Stored data entries:
++++++++++++++++++++

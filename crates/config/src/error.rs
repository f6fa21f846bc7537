//! Configuration error types

use std::io;
use thiserror::Error;

/// Result type for configuration operations
pub type Result<T> = std::result::Result<T, ConfigError>;

/// Errors that can occur when loading or validating configuration
#[derive(Debug, Error)]
pub enum ConfigError {
    /// Failed to read configuration file
    #[error("failed to read config file '{path}': {source}")]
    IoError {
        /// Path to the file
        path: String,
        /// Underlying IO error
        #[source]
        source: io::Error,
    },

    /// Failed to parse TOML
    #[error("failed to parse config: {0}")]
    ParseError(#[from] toml::de::Error),

    /// A rule targets a cluster that is not declared
    #[error("rule {rule} references unknown cluster '{cluster}'")]
    UnknownCluster {
        /// Position of the rule in the rules file
        rule: usize,
        /// Name of the missing cluster
        cluster: String,
    },

    /// Two clusters share a name
    #[error("cluster '{0}' is declared more than once")]
    DuplicateCluster(String),

    /// Validation error - required field missing
    #[error("{component} '{name}' is missing required field '{field}'")]
    MissingField {
        /// Component type (e.g., "cluster", "rule")
        component: &'static str,
        /// Name of the component
        name: String,
        /// Missing field name
        field: &'static str,
    },

    /// Validation error - invalid value
    #[error("{component} '{name}' has invalid {field}: {message}")]
    InvalidValue {
        /// Component type
        component: &'static str,
        /// Name of the component
        name: String,
        /// Field name
        field: &'static str,
        /// Error message
        message: String,
    },

    /// pprof and metrics endpoints configured on the same port
    #[error("pprof_port and prom_port must differ (both set to {0})")]
    PortConflict(u16),

    /// Neither a TCP nor a UDP listen address is set
    #[error("no listeners configured - at least one of listen.tcp or listen.udp must be set")]
    NoListenersEnabled,
}

impl ConfigError {
    /// Create an UnknownCluster error
    pub fn unknown_cluster(rule: usize, cluster: impl Into<String>) -> Self {
        Self::UnknownCluster {
            rule,
            cluster: cluster.into(),
        }
    }

    /// Create a MissingField error
    pub fn missing_field(
        component: &'static str,
        name: impl Into<String>,
        field: &'static str,
    ) -> Self {
        Self::MissingField {
            component,
            name: name.into(),
            field,
        }
    }

    /// Create an InvalidValue error
    pub fn invalid_value(
        component: &'static str,
        name: impl Into<String>,
        field: &'static str,
        message: impl Into<String>,
    ) -> Self {
        Self::InvalidValue {
            component,
            name: name.into(),
            field,
            message: message.into(),
        }
    }
}

/// Read a whole config file, mapping IO failures to [`ConfigError::IoError`]
pub(crate) fn read_file(path: &std::path::Path) -> Result<String> {
    std::fs::read_to_string(path).map_err(|e| ConfigError::IoError {
        path: path.display().to_string(),
        source: e,
    })
}
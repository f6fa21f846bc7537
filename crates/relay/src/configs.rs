//! The four configuration documents, loaded and cross-checked together

use std::path::Path;
use std::sync::Arc;

use anyhow::{Context, Result};
use relay_config::{ClustersConfig, Config, RewritesConfig, RulesConfig, validate_rules_against};
use relay_routing::Rules;
use relay_sinks::{ClusterSet, HostOptions};
use relay_transform::Rewriter;

/// Main config, clusters, rules and optional rewrites
#[derive(Debug, Clone, Default)]
pub struct Configs {
    pub main: Config,
    pub clusters: ClustersConfig,
    pub rules: RulesConfig,
    pub rewrites: RewritesConfig,
}

impl Configs {
    /// Read and validate every file
    ///
    /// Each document is validated while parsing; rules are then checked
    /// against the declared cluster names.
    pub fn load(
        config: &Path,
        clusters: &Path,
        rules: &Path,
        rewrites: Option<&Path>,
    ) -> Result<Self> {
        let main = Config::from_file(config)
            .with_context(|| format!("failed to load config {}", config.display()))?;
        let clusters_config = ClustersConfig::from_file(clusters)
            .with_context(|| format!("failed to load clusters {}", clusters.display()))?;
        let rules_config = RulesConfig::from_file(rules)
            .with_context(|| format!("failed to load rules {}", rules.display()))?;
        let rewrites_config = match rewrites {
            Some(path) => RewritesConfig::from_file(path)
                .with_context(|| format!("failed to load rewrites {}", path.display()))?,
            None => RewritesConfig::default(),
        };

        validate_rules_against(&rules_config, &clusters_config)
            .context("rules reference an unknown cluster")?;

        Ok(Self {
            main,
            clusters: clusters_config,
            rules: rules_config,
            rewrites: rewrites_config,
        })
    }

    /// Host sender tuning from `[sender]` and `[global]`
    pub fn host_options(&self) -> HostOptions {
        HostOptions::from_config(&self.main.sender, self.main.global.host_queue_size)
            .with_sample_interval(self.main.log.error_sample_interval)
    }

    /// Compile clusters, rules and rewrites without starting anything
    ///
    /// Surfaces regex compile errors that parsing alone does not catch.
    pub fn check(&self) -> Result<()> {
        let (clusters, _streamers) =
            ClusterSet::from_config(&self.clusters, Arc::new(self.host_options()))
                .context("invalid clusters")?;
        Rules::from_config(&self.rules, &clusters.names()).context("invalid rules")?;
        Rewriter::from_config(&self.rewrites).context("invalid rewrites")?;
        Ok(())
    }
}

++++++++++++++++++++

EXERCISE DETAILS:
All lines from the one with "let rewrites_config = match" through the end of the data must be repeated exactly, and nothing else may be repeated.

SOLUTION:
        let rewrites_config = match rewrites {
            Some(path) => RewritesConfig::from_file(path)
                .with_context(|| format!("failed to load rewrites {}", path.display()))?,
            None => RewritesConfig::default(),
        };

        validate_rules_against(&rules_config, &clusters_config)
            .context("rules reference an unknown cluster")?;

        Ok(Self {
            main,
            clusters: clusters_config,
            rules: rules_config,
            rewrites: rewrites_config,
        })
    }

    /// Host sender tuning from `[sender]` and `[global]`
    pub fn host_options(&self) -> HostOptions {
        HostOptions::from_config(&self.main.sender, self.main.global.host_queue_size)
            .with_sample_interval(self.main.log.error_sample_interval)
    }

    /// Compile clusters, rules and rewrites without starting anything
    ///
    /// Surfaces regex compile errors that parsing alone does not catch.
    pub fn check(&self) -> Result<()> {
        let (clusters, _streamers) =
            ClusterSet::from_config(&self.clusters, Arc::new(self.host_options()))
                .context("invalid clusters")?;
        Rules::from_config(&self.rules, &clusters.names()).context("invalid rules")?;
        Rewriter::from_config(&self.rewrites).context("invalid rewrites")?;
        Ok(())
    }
}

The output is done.